A received an email from a cellular phone on the PC. On the next day,the Google search engine website on Internet Explorer,Google Chrome and Firefox cannot be accessed due to taking too long to respond from the webserver. I thought it was nothing.
I noticed that I am uploading something or data as long as I am connected to the Internet when no updates or browsers are running on the background.Most of the time the browsers are uploading something not downloading a webpage.The upload speed is 4x the download speed.
It is still uploading as my download meter is 000.000
I think the malware is stealing my passwords and data.
Virustotal.com cannot be connected and antivirus software cannot function. I tried to install Kaspersky Security Scan and it failed.

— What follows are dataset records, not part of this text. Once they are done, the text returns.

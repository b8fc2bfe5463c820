use std::collections::HashMap;
use chrono::{DateTime, Utc};
use uuid::Uuid;

use super::correlator::CausalRecord;
use super::record::EventId;
use super::trigger::{DeliveryStatus, IdempotencyKey, TriggerParameters, TriggerRequest};

/// Result of planning triggers for one cause.
#[derive(Debug, Clone, Default, PartialEq)]
pub struct DispatchPlan {
    /// New requests to hand to the sinks.
    pub fresh: Vec<TriggerRequest>,
    /// Requests that already existed for this key. Not redelivered.
    pub replayed: Vec<TriggerRequest>,
}

impl DispatchPlan {
    pub fn all(&self) -> impl Iterator<Item = &TriggerRequest> {
        self.fresh.iter().chain(self.replayed.iter())
    }
}

/// Per-event record of every trigger ever dispatched, keyed for idempotency.
/// Dispatch order is the order `plan` was called in.
#[derive(Debug)]
pub struct TriggerLedger {
    event: EventId,
    next_dispatch: u64,
    requests: Vec<TriggerRequest>,
    by_key: HashMap<IdempotencyKey, usize>,
}

impl TriggerLedger {
    pub fn new(event: EventId) -> Self {
        Self {
            event,
            next_dispatch: 1,
            requests: Vec::new(),
            by_key: HashMap::new(),
        }
    }

    /// One request per configured trigger kind. A cause that was already
    /// planned returns its prior requests under `replayed`.
    pub fn plan(&mut self, cause: &CausalRecord, specs: &[TriggerParameters], now: DateTime<Utc>) -> DispatchPlan {
        let mut plan = DispatchPlan::default();
        if cause.event() != self.event {
            return plan;
        }

        for spec in specs {
            let key = IdempotencyKey {
                event: self.event,
                cause: cause.cause_id(),
                kind: spec.kind(),
            };

            if let Some(&idx) = self.by_key.get(&key) {
                // Same kind twice in one rule collapses too.
                if !plan.replayed.iter().chain(plan.fresh.iter()).any(|r| r.key == key) {
                    plan.replayed.push(self.requests[idx].clone());
                }
                continue;
            }

            let request = TriggerRequest {
                id: Uuid::new_v4(),
                key,
                parameters: spec.realize(cause.strength()),
                dispatch_seq: self.next_dispatch,
                cause_at: cause.at(),
                dispatched_at: now,
                status: DeliveryStatus::Pending,
            };
            self.next_dispatch += 1;
            self.by_key.insert(key, self.requests.len());
            self.requests.push(request.clone());
            plan.fresh.push(request);
        }
        plan
    }

    /// Lookup-only variant of `plan`, for events that no longer dispatch.
    pub fn replay(&self, cause: &CausalRecord, specs: &[TriggerParameters]) -> DispatchPlan {
        let mut plan = DispatchPlan::default();
        for spec in specs {
            let key = IdempotencyKey {
                event: self.event,
                cause: cause.cause_id(),
                kind: spec.kind(),
            };
            if let Some(request) = self.get(&key) {
                if !plan.replayed.iter().any(|r| r.key == key) {
                    plan.replayed.push(request.clone());
                }
            }
        }
        plan
    }

    /// Returns false for a key this ledger never issued.
    pub fn set_status(&mut self, key: &IdempotencyKey, status: DeliveryStatus) -> bool {
        match self.by_key.get(key) {
            Some(&idx) => {
                self.requests[idx].status = status;
                true
            }
            None => false,
        }
    }

    pub fn get(&self, key: &IdempotencyKey) -> Option<&TriggerRequest> {
        self.by_key.get(key).map(|&idx| &self.requests[idx])
    }

    /// Every request in dispatch order.
    pub fn requests(&self) -> &[TriggerRequest] {
        &self.requests
    }

    pub fn len(&self) -> usize {
        self.requests.len()
    }

    pub fn is_empty(&self) -> bool {
        self.requests.is_empty()
    }

    pub fn pending(&self) -> usize {
        self.requests
            .iter()
            .filter(|r| r.status == DeliveryStatus::Pending)
            .count()
    }
}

The PC is acting weird as the cursor is jumping around, and the Processes at Windows Task Manager showed huge Physical memory usage at 85%.There are many svchost.exe,conhost.exe, and csrss.exe.running.
All the web browsers are very slow in speed and the PC is very slow and unstable in responding.
The MBAM free version on my PC found nothing after a thorough scan.
Thank you for your reply. I will follow as instructed.I apologised for keeping you waiitng for my reply for so long about 3 days.I dare not to go online.Uploading and uploading with many websites being blocked not only Google related.
I am attaching MBAM report.All cleared. No threat detected.
Going to step Nr.2.
When I ran FARBAR scan for the first time the phrase “Farbar failed to update 1” appeared. I am not sure but I think FARBAR failed to backup the registry.
Open notepad by pressing the Windows Key + R Key, typing in Notepad in the Run dialog and then pressing Enter. Please copy the contents of the Code box below. To do this highlight the contents of the box and right click on it and select copy (or you can just click on the (select) next to Code Box). Paste this into the open notepad. Save it to your desktop as fixlist.txt
NOTE. It’s important that both files, FRST64 and fixlist.txt are in the same location or the fix will not work.
NOTICE: This script was written specifically for this user, for use on that particular machine. Running this on another machine may cause damage to your operating system
Run FRST64 by right clicking on the FRST64.exe file, selecting “Run as Administrator…”. The User Account Control may open up; if it does, select Yes to continue to let FRST open and load.
The tool will check for an updated version of itself every time it loads; please allow it to do this and the program will either inform you it is downloading an updated copy (and to wait until it is safe to continue) or show nothing (meaning there is no update found) and you can continue on. Press the Fix button just once and wait. The tool will create a restore point, process the script and ask for a restart of your system.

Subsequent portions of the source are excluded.